Each country has its own laws and regulations for the import and export of goods into and out of a country, which its customs authority enforces. The import or export of some goods may be restricted or forbidden. A customs duty is a tariff or tax on the importation (usually) or exportation (unusually) of goods. Commercial goods not yet cleared through customs are held in a customs area, often called a bonded store, until processed. All authorized ports are recognized customs areas.
At airports, customs functions as the point of no return for all passengers; once passengers have cleared customs, they cannot go back.
- 1 Functions of customs
- 2 Red and green channels
- 3 Privatization of customs
- 4 Summary of basic custom rules
- 5 "Magic mail"
- 6 See also
- 7 References
- 8 External links
Functions of customs
Traditionally customs has been considered as the fiscal subject that charges customs duties and other taxes on import or export. For the recent decades the views on the functions of customs have considerably expanded and now covers three basic issues: taxation, security and trade facilitation.

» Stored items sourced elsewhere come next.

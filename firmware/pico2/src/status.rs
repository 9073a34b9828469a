//! Expansion-header status checks sampled by the heartbeats.
//!
//! I2C0 on GPIO4/5, SPI0 on GPIO16/17/18/19 (loopback needs GPIO19 jumpered
//! to GPIO16) and ADC0 on GPIO26. The sampler lives behind an async mutex so
//! two heartbeats never scan the bus at the same time.

use embassy_rp::Peri;
use embassy_rp::adc::{self, Adc, Channel};
use embassy_rp::gpio::{Level, Output, Pull};
use embassy_rp::i2c::{self, I2c};
use embassy_rp::peripherals::{ADC, I2C0, PIN_4, PIN_5, PIN_16, PIN_17, PIN_18, PIN_19, PIN_26, SPI0};
use embassy_rp::spi::{self, Spi};
use embassy_sync::blocking_mutex::raw::CriticalSectionRawMutex;
use embassy_sync::mutex::Mutex;
use geek_lcd_common::status::{AdcInput, BusSampler, StatusSample, StatusSampler};
use geek_lcd_pico2::board::{STATUS_I2C_FREQUENCY_HZ, STATUS_SPI_FREQUENCY_HZ};

/// ADC0 on GPIO26.
pub struct BoardAdc {
    adc: Adc<'static, adc::Blocking>,
    channel: Channel<'static>,
}

impl AdcInput for BoardAdc {
    fn read_raw(&mut self) -> Option<u16> { self.adc.blocking_read(&mut self.channel).ok() }
}

pub type BoardSampler =
    BusSampler<I2c<'static, I2C0, i2c::Blocking>, Spi<'static, SPI0, spi::Blocking>, Output<'static>, BoardAdc>;

static SAMPLER: Mutex<CriticalSectionRawMutex, Option<BoardSampler>> = Mutex::new(None);

/// Peripherals the status checks take over.
pub struct StatusPeripherals {
    pub i2c: Peri<'static, I2C0>,
    pub sda: Peri<'static, PIN_4>,
    pub scl: Peri<'static, PIN_5>,
    pub spi: Peri<'static, SPI0>,
    pub miso: Peri<'static, PIN_16>,
    pub cs: Peri<'static, PIN_17>,
    pub sck: Peri<'static, PIN_18>,
    pub mosi: Peri<'static, PIN_19>,
    pub adc: Peri<'static, ADC>,
    pub adc_pin: Peri<'static, PIN_26>,
}

/// Bring up the three buses and park the sampler for the heartbeats.
pub async fn install_sampler(p: StatusPeripherals) {
    let mut i2c_config = i2c::Config::default();
    i2c_config.frequency = STATUS_I2C_FREQUENCY_HZ;
    let i2c = I2c::new_blocking(p.i2c, p.scl, p.sda, i2c_config);

    let mut spi_config = spi::Config::default();
    spi_config.frequency = STATUS_SPI_FREQUENCY_HZ;
    let spi = Spi::new_blocking(p.spi, p.sck, p.mosi, p.miso, spi_config);
    let cs = Output::new(p.cs, Level::High);

    let adc = BoardAdc {
        adc: Adc::new_blocking(p.adc, adc::Config::default()),
        channel: Channel::new_pin(p.adc_pin, Pull::None),
    };

    *SAMPLER.lock().await = Some(BusSampler::new(i2c, spi, cs, adc));
}

/// Run all checks, or `None` before [`install_sampler`].
pub async fn sample_status() -> Option<StatusSample> { SAMPLER.lock().await.as_mut().map(StatusSampler::sample) }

The terrorist attacks in the United States on September 11, 2001, has become the factor that prompted a significant strengthening of the security component in the operations of the modern customs authorities, after which security-oriented control measures for supply chains have been widely implemented for the aims of preventing risk identification. The most complete guidelines for customs security functions implementation is provided in the WCO SAFE Framework of Standards to Secure and Facilitate Global Trade (SAFE), which have already received five editions in 2005, 2007, 2010, 2012 and 2018.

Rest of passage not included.